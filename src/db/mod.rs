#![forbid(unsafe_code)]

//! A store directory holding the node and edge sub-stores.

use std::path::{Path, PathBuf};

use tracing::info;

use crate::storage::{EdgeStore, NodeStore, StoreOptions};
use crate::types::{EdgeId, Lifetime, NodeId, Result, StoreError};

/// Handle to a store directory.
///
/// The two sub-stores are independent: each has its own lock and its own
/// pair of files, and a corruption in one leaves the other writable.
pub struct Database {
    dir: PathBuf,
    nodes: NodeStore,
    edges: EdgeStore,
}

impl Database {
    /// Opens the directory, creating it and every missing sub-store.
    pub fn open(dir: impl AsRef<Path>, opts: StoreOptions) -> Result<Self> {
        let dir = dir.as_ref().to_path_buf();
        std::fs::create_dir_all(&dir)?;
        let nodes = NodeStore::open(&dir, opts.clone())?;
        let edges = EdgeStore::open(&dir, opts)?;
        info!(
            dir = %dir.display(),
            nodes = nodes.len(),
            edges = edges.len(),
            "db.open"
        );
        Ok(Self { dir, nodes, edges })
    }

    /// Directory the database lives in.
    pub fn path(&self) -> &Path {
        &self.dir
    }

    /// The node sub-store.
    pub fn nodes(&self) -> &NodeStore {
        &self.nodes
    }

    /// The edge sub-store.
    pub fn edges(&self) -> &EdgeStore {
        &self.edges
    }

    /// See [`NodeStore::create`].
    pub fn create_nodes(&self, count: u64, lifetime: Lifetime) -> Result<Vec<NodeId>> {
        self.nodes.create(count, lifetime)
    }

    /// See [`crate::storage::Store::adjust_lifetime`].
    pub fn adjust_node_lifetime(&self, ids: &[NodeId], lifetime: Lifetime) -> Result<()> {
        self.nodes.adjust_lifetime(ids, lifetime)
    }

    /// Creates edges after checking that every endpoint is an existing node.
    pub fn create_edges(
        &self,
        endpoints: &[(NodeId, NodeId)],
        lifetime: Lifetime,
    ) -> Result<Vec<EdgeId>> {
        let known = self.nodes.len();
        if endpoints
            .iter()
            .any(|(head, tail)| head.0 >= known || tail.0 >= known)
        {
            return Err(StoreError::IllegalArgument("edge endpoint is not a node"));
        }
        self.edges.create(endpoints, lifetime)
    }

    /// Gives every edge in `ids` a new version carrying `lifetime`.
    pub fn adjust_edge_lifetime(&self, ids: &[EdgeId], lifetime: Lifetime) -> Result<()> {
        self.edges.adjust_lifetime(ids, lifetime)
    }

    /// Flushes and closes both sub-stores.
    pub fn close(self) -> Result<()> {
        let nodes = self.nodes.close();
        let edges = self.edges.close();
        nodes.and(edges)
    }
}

EXERCISE GOAL. The records above should be printed exactly, please, from the first line through the line containing "pub fn path(&self)", with both ends kept and nothing past it.

OUTPUT FOR THIS TASK.
filename src/db/mod.rs
#![forbid(unsafe_code)]

//! A store directory holding the node and edge sub-stores.

use std::path::{Path, PathBuf};

use tracing::info;

use crate::storage::{EdgeStore, NodeStore, StoreOptions};
use crate::types::{EdgeId, Lifetime, NodeId, Result, StoreError};

/// Handle to a store directory.
///
/// The two sub-stores are independent: each has its own lock and its own
/// pair of files, and a corruption in one leaves the other writable.
pub struct Database {
    dir: PathBuf,
    nodes: NodeStore,
    edges: EdgeStore,
}

impl Database {
    /// Opens the directory, creating it and every missing sub-store.
    pub fn open(dir: impl AsRef<Path>, opts: StoreOptions) -> Result<Self> {
        let dir = dir.as_ref().to_path_buf();
        std::fs::create_dir_all(&dir)?;
        let nodes = NodeStore::open(&dir, opts.clone())?;
        let edges = EdgeStore::open(&dir, opts)?;
        info!(
            dir = %dir.display(),
            nodes = nodes.len(),
            edges = edges.len(),
            "db.open"
        );
        Ok(Self { dir, nodes, edges })
    }

    /// Directory the database lives in.
    pub fn path(&self) -> &Path {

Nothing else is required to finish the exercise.